Gilles Detillieux (grdetil@scrc.umanitoba.ca)
Thu, 25 Feb 1999 16:18:44 -0600 (CST)

According to Geoff Hutchison:
> On Thu, 25 Feb 1999, Gilles Detillieux wrote:
> > htdig/Plaintext.cc. (Which raises the question: "why can't an external
> > parser just pass plain text or HTML to htdig for further parsing?")
> This is the idea behind the TODO item called "External Decoders." The
> decoder would perform some sort of translation and pass it back to
> ht://Dig. This could involve compression, translation to text or HTML, or
> even something fancy like translation to a foreign language (or charset)!

Yes, I realise that's the feature I want. I just wish it had been designed
into the whole external parser support from the start. I've given it some
thought, but I still don't have an easy, straighforward way of putting it

> I think to make this idea as elegant as possible, we'd want to add some
> sort of MIME detection.
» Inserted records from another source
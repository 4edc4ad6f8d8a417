//! sieve-text
//!
//! Lexical leaves: a tantivy-backed BM25 retriever and an unscored keyword
//! matcher. Both implement `sieve_core::Stage`.
pub mod analysis;
pub mod keyword;
pub mod lexical;

pub use keyword::KeywordRetriever;
pub use lexical::LexicalRetriever;
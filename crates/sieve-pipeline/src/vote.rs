//! Score aggregation for the vote combinator.
//!
//! Each branch's scores are brought to a branch-local 0..1 scale: scored
//! branches through `Normalization`, order-only branches through the
//! reciprocal rank `1 / (rank + 1)`. A key's vote is the mean over the
//! branches that returned it; absent branches contribute nothing.
use std::collections::HashMap;

use sieve_core::{Key, Normalization, ResultList, ScoredItem};

/// Normalised or synthetic score of every item of `list`, in list order.
///
/// A list counts as scored only when every item has a similarity.
pub fn branch_scores(list: &ResultList, normalization: Normalization) -> Vec<f32> {
    if list.is_empty() { return vec![]; }
    if !list.is_scored() {
        #[allow(clippy::cast_precision_loss)]
        let reciprocal: Vec<f32> = (0..list.len()).map(|rank| 1.0 / (rank as f32 + 1.0)).collect();
        return reciprocal;
    }
    let scores: Vec<f32> = list.iter().filter_map(|i| i.similarity).collect();
    normalize(&scores, normalization)
}

/// `Max` divides by the branch maximum when every score is non-negative and
/// the maximum is positive; any other case (and `MinMax`) uses min-max. A
/// branch whose scores are all equal maps to 1.0.
pub fn normalize(scores: &[f32], normalization: Normalization) -> Vec<f32> {
    let finite = scores.iter().copied().filter(|s| s.is_finite());
    let (min, max) = finite.fold((f32::INFINITY, f32::NEG_INFINITY), |(lo, hi), s| (lo.min(s), hi.max(s)));
    let clean = |s: f32| if s.is_finite() { s } else { min };
    if normalization == Normalization::Max && min >= 0.0 && max > 0.0 {
        return scores.iter().map(|&s| clean(s) / max).collect();
    }
    if !(max - min).is_normal() {
        return vec![1.0; scores.len()];
    }
    scores.iter().map(|&s| (clean(s) - min) / (max - min)).collect()
}

pub fn merge<'a>(lists: impl IntoIterator<Item = &'a ResultList>, normalization: Normalization, k: Option<usize>) -> ResultList {
    let mut order: Vec<Key> = Vec::new();
    let mut first: HashMap<Key, ScoredItem> = HashMap::new();
    let mut votes: HashMap<Key, (f32, u32)> = HashMap::new();
    for list in lists {
        for (item, score) in list.iter().zip(branch_scores(list, normalization)) {
            let entry = votes.entry(item.key().clone()).or_insert_with(|| {
                order.push(item.key().clone());
                first.insert(item.key().clone(), item.clone());
                (0.0, 0)
            });
            entry.0 += score;
            entry.1 += 1;
        }
    }

    #[allow(clippy::cast_precision_loss)]
    let mut voted: Vec<(Key, f32)> = order
        .into_iter()
        .map(|key| {
            let (sum, count) = votes[&key];
            (key, sum / count as f32)
        })
        .collect();
    // stable: ties keep first-appearance order
    voted.sort_by(|a, b| b.1.partial_cmp(&a.1).unwrap_or(std::cmp::Ordering::Equal));

    let mut merged: ResultList = voted
        .into_iter()
        .filter_map(|(key, score)| first.remove(&key).map(|item| item.with_similarity(score)))
        .collect();
    merged.cap(k);
    merged
}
That way someone could write a generic
> decompression decoder (like passing it through gzip) and ht://Dig would
> figure out the result is an HTML file or whatnot. Of course, the MIME
> detection could simply be a function to look up the extension in a
> mime.types file. :-)

Hmm. What if the external decoder doesn't give you a file suffix, e.g.
if it runs through a pipe. The alternative would be to have the external
decoder put out a Content-Type header, but that would mean setting up
wrapper scripts around the decoder utilities, and offloading the file type
determination to these scripts. Not ideal either. A third alternative
would be to determine file type by the first part of the file, the way
the "file" utility does it. If you only need to recognise plain text
and HTML, it's not that hard, but if you also need to recognise stuff
you'll pass off to any external parser, that may be tricky.